## Data to process

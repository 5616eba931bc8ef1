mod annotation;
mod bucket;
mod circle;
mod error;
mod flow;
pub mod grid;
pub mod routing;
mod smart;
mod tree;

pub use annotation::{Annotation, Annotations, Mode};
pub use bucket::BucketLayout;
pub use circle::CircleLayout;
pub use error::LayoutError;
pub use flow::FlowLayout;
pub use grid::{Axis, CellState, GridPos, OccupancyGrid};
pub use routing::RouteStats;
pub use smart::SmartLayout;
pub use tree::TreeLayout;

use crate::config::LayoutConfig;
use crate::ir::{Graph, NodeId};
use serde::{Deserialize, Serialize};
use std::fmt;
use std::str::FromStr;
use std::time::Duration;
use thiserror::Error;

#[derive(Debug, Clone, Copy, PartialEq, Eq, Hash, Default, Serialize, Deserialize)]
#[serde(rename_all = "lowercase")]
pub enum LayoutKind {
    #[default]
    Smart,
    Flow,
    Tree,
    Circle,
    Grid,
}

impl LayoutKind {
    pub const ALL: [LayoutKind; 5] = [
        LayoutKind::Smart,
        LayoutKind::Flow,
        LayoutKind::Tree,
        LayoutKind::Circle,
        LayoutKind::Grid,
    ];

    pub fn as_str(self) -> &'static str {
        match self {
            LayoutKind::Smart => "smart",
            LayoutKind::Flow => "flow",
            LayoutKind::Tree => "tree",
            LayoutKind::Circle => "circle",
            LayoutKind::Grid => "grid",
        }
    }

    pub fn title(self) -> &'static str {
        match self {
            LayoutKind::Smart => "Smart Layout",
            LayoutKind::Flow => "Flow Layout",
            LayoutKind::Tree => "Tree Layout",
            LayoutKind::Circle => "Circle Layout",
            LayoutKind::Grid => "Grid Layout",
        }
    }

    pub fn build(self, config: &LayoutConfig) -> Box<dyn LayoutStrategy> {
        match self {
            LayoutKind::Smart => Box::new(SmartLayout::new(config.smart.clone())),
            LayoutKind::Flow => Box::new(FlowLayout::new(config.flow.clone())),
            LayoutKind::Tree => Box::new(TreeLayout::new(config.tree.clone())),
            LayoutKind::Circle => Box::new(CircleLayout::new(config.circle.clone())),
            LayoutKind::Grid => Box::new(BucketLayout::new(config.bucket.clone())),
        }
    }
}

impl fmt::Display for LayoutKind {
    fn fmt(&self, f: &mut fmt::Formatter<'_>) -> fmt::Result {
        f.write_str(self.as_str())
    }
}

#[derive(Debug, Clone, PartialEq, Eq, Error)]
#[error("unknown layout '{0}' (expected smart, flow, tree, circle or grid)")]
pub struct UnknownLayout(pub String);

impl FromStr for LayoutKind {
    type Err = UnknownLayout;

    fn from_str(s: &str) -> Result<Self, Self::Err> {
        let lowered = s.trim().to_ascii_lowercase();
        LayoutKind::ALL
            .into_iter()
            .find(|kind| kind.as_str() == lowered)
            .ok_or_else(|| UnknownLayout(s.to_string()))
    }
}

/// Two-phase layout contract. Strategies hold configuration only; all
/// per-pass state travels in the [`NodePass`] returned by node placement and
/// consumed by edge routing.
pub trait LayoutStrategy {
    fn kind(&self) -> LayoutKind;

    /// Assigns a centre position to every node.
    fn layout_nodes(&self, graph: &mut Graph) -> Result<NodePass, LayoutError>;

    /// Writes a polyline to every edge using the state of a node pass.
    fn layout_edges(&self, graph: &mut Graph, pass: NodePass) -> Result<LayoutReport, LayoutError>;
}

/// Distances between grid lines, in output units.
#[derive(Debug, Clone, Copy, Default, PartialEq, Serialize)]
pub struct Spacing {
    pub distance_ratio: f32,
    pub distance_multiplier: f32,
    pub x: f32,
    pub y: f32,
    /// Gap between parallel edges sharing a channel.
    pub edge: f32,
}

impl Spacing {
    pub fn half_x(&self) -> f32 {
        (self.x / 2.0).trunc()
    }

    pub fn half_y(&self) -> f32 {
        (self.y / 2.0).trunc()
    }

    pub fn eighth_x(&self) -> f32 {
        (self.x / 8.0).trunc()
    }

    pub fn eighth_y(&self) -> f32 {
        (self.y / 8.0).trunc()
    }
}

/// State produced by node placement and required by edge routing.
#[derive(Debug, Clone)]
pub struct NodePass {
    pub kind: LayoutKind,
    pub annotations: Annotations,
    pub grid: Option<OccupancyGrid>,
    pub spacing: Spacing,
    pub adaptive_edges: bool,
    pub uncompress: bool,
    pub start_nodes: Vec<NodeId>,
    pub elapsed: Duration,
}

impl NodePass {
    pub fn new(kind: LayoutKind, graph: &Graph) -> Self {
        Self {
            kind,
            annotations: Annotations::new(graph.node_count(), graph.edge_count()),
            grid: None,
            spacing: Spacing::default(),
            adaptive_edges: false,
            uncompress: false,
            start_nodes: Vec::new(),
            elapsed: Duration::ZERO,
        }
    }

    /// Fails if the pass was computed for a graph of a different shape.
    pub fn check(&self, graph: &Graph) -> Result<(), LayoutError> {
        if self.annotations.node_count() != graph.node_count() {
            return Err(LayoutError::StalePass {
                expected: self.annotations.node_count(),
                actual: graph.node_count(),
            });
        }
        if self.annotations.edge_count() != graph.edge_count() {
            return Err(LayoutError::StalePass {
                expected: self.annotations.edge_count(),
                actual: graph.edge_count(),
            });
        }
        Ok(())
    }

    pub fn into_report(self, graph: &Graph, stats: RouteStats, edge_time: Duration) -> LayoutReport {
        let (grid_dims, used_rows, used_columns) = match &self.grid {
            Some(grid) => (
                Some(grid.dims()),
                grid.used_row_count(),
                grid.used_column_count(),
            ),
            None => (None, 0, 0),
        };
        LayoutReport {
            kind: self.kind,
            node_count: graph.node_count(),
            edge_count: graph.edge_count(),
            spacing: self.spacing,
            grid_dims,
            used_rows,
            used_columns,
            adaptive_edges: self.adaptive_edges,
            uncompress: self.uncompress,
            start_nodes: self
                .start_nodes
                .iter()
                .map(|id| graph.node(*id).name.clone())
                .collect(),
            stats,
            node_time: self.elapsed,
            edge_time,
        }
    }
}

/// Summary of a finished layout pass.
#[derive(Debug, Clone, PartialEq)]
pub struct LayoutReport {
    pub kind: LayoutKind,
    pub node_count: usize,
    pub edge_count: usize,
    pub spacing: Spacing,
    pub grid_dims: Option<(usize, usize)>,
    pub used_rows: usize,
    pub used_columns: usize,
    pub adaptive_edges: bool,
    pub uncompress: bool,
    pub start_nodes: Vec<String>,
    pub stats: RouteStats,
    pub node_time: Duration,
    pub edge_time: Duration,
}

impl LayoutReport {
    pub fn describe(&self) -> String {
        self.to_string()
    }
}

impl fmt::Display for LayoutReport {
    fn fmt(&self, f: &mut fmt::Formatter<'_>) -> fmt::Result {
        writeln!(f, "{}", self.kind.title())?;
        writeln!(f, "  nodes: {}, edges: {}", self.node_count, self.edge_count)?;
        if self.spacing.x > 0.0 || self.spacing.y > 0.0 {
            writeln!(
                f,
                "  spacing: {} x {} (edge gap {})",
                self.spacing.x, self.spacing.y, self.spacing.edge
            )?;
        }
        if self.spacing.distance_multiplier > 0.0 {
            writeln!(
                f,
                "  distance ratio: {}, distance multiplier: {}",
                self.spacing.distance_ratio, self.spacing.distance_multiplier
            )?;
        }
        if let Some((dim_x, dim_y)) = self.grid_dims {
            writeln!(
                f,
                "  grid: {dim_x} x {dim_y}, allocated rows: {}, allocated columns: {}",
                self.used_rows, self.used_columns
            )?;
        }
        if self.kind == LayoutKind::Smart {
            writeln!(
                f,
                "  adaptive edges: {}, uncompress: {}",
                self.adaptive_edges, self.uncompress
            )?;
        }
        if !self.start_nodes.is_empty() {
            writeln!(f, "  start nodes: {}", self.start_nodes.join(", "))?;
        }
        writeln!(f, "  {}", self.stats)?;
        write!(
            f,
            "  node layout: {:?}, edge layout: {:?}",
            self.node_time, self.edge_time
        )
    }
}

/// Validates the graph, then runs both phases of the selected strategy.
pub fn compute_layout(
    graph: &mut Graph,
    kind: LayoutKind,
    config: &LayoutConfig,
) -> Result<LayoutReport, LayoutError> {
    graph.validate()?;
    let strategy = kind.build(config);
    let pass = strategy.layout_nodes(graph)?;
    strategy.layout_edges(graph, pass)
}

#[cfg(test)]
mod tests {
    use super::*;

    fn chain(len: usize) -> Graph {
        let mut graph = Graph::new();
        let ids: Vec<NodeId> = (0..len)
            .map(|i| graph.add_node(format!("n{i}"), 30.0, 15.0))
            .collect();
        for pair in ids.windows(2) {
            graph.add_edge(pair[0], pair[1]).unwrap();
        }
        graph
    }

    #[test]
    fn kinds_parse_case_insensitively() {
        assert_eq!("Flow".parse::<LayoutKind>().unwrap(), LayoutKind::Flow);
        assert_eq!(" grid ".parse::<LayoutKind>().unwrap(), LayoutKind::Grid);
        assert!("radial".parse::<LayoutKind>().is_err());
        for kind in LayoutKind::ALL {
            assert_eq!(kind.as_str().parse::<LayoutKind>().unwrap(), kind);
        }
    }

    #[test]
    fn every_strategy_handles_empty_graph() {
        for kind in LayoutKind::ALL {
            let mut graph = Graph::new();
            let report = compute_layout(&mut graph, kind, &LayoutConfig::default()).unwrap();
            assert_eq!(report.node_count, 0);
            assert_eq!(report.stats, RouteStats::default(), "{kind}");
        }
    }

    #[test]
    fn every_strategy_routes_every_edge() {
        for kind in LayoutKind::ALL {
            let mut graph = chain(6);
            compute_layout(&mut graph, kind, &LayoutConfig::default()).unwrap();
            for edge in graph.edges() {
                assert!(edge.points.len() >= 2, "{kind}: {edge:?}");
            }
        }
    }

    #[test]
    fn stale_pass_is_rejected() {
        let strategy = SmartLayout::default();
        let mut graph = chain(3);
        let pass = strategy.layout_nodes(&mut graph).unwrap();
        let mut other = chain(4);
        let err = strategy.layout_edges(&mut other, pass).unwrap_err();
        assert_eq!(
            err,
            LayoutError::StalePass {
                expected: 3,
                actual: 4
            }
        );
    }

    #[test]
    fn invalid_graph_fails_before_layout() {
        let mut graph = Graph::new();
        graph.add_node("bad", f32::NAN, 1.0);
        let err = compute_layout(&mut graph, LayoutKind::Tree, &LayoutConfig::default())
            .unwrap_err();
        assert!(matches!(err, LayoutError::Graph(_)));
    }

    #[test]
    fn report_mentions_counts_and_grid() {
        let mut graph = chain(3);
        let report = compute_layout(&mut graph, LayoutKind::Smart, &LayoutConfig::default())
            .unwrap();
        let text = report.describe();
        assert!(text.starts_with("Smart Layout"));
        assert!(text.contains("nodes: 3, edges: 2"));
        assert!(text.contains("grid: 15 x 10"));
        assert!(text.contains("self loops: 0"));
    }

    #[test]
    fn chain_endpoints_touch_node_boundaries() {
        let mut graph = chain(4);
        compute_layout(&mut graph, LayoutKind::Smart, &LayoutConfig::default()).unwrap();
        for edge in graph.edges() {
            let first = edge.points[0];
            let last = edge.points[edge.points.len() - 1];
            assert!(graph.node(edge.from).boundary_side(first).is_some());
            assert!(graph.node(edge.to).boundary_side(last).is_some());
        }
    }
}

...

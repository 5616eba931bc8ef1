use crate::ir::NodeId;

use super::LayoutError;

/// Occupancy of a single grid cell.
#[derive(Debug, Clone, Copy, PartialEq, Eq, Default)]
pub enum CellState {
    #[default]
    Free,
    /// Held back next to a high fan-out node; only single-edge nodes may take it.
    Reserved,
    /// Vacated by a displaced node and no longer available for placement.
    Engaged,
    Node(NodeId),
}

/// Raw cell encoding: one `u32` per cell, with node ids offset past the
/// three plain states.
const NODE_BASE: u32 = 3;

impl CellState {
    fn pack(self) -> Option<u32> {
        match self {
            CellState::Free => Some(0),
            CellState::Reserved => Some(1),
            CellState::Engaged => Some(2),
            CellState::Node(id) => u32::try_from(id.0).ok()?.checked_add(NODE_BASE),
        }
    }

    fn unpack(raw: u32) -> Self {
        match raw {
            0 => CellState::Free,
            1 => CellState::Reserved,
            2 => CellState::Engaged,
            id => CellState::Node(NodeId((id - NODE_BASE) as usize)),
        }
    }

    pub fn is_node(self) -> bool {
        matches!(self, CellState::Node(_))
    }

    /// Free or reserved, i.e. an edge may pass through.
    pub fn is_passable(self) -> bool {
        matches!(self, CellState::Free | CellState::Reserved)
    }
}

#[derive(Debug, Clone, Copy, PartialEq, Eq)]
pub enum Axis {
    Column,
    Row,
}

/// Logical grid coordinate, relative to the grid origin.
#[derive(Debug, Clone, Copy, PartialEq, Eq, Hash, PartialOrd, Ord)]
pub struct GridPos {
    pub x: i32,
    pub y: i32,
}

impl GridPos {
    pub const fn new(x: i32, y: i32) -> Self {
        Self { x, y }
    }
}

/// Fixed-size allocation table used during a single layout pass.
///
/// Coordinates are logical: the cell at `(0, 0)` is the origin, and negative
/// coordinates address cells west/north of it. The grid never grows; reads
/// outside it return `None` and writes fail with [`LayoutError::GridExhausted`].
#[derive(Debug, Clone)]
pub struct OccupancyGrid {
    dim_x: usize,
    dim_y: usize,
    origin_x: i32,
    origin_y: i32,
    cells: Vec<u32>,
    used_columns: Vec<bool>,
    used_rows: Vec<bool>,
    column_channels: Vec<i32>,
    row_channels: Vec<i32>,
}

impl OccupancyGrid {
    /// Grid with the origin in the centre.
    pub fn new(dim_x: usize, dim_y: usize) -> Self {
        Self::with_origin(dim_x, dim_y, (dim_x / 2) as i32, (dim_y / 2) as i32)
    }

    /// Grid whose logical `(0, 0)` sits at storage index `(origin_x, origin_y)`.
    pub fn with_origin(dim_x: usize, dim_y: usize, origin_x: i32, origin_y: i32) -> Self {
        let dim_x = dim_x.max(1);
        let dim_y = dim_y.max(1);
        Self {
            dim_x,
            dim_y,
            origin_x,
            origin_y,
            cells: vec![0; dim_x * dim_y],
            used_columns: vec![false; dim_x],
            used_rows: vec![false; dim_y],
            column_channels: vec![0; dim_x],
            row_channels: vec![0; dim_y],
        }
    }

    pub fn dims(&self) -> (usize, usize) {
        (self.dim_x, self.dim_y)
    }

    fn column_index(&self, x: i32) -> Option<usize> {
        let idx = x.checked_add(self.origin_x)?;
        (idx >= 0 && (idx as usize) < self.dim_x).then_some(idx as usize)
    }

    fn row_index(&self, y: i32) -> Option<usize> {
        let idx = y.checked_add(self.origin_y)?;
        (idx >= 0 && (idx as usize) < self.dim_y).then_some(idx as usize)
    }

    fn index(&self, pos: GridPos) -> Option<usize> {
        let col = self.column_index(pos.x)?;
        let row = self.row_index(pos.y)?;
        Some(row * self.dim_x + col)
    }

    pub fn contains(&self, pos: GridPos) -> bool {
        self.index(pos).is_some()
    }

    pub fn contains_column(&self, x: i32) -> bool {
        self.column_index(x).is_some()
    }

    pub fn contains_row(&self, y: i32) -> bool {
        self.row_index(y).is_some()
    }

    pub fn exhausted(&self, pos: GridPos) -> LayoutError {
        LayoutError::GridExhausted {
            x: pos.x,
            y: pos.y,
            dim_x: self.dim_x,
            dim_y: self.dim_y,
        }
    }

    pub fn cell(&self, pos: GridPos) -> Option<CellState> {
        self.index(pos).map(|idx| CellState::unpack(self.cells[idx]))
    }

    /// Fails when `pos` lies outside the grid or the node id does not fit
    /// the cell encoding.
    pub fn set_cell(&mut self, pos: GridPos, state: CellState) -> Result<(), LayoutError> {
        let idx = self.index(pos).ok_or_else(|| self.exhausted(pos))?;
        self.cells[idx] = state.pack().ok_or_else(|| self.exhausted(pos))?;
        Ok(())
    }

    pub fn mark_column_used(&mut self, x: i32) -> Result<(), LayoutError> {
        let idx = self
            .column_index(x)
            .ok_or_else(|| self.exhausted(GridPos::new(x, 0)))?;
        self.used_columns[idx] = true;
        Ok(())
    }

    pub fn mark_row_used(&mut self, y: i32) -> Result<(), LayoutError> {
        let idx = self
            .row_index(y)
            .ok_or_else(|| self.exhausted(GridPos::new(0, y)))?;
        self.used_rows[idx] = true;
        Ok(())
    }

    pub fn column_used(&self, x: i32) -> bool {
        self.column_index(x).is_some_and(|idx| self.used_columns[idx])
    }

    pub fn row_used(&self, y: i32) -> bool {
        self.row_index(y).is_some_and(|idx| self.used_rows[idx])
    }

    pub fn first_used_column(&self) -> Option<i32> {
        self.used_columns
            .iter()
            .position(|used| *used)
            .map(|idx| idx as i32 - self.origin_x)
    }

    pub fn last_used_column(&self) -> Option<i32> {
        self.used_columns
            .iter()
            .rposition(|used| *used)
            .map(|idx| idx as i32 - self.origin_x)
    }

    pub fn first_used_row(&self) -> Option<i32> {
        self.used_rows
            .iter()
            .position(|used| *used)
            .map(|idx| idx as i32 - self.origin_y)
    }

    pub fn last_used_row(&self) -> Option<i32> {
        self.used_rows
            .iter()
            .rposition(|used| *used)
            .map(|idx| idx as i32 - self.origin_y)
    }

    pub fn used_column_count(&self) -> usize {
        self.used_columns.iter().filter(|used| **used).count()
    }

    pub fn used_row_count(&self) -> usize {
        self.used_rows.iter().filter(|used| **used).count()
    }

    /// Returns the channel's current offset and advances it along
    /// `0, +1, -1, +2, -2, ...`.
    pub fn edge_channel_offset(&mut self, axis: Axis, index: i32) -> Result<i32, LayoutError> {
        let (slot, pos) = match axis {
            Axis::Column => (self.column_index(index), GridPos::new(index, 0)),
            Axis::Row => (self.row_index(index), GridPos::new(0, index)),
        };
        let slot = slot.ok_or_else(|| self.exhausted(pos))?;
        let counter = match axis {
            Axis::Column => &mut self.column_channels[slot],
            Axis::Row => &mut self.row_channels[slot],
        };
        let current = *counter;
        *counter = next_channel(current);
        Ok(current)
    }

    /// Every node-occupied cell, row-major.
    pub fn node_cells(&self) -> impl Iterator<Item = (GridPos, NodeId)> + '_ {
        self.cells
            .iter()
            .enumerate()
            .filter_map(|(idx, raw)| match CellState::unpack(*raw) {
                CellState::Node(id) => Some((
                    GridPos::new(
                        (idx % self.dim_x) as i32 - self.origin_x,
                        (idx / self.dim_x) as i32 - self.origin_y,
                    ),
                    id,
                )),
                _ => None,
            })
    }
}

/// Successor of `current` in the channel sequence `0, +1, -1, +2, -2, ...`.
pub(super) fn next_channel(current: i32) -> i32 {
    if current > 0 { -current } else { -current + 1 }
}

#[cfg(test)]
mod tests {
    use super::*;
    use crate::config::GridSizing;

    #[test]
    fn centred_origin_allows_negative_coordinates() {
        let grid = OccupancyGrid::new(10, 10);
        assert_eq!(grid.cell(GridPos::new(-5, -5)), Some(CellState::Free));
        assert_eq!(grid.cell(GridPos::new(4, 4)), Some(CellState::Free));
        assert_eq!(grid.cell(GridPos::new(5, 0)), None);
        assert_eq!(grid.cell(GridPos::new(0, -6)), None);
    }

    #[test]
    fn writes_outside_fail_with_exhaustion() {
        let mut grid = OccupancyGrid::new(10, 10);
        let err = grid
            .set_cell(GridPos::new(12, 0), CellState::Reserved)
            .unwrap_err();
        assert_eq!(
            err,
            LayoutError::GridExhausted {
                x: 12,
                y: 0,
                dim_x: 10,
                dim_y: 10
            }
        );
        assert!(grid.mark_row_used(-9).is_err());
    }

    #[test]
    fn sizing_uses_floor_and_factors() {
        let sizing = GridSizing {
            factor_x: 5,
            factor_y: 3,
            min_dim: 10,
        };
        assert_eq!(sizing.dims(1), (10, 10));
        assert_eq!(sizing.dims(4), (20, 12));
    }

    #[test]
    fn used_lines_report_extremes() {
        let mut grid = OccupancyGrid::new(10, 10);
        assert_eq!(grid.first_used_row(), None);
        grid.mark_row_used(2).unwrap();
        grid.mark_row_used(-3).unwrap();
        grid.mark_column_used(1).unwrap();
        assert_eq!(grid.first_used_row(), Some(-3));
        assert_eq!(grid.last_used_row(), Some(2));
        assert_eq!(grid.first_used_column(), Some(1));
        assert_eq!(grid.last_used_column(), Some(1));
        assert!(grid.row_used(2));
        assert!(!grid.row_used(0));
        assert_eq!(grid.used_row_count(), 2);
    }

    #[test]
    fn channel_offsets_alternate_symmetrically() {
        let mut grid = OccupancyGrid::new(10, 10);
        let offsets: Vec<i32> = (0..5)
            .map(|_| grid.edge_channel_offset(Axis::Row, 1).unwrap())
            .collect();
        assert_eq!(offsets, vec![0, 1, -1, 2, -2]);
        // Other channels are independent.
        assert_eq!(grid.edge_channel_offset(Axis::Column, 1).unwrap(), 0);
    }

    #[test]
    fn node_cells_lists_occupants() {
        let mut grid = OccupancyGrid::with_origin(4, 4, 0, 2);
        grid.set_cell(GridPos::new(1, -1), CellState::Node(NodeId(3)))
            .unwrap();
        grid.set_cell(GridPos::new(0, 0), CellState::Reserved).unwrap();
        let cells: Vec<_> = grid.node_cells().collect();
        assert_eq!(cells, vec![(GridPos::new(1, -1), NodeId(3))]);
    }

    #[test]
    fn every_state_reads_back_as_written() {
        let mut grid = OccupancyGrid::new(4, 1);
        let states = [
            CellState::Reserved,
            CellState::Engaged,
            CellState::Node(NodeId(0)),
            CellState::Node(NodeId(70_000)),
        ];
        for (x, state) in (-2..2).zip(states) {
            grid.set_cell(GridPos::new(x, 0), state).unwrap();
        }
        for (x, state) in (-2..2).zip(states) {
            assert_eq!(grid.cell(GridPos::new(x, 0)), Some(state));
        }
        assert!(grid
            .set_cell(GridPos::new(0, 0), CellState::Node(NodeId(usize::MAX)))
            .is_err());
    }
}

## Task requirements
Would you print, exactly as written, every line above from the one holding "self.index(pos).is_some()" through the one holding "pub fn cell(&self, pos: GridPos)", with both included and no other lines?

## Reply
        self.index(pos).is_some()
    }

    pub fn contains_column(&self, x: i32) -> bool {
        self.column_index(x).is_some()
    }

    pub fn contains_row(&self, y: i32) -> bool {
        self.row_index(y).is_some()
    }

    pub fn exhausted(&self, pos: GridPos) -> LayoutError {
        LayoutError::GridExhausted {
            x: pos.x,
            y: pos.y,
            dim_x: self.dim_x,
            dim_y: self.dim_y,
        }
    }

    pub fn cell(&self, pos: GridPos) -> Option<CellState> {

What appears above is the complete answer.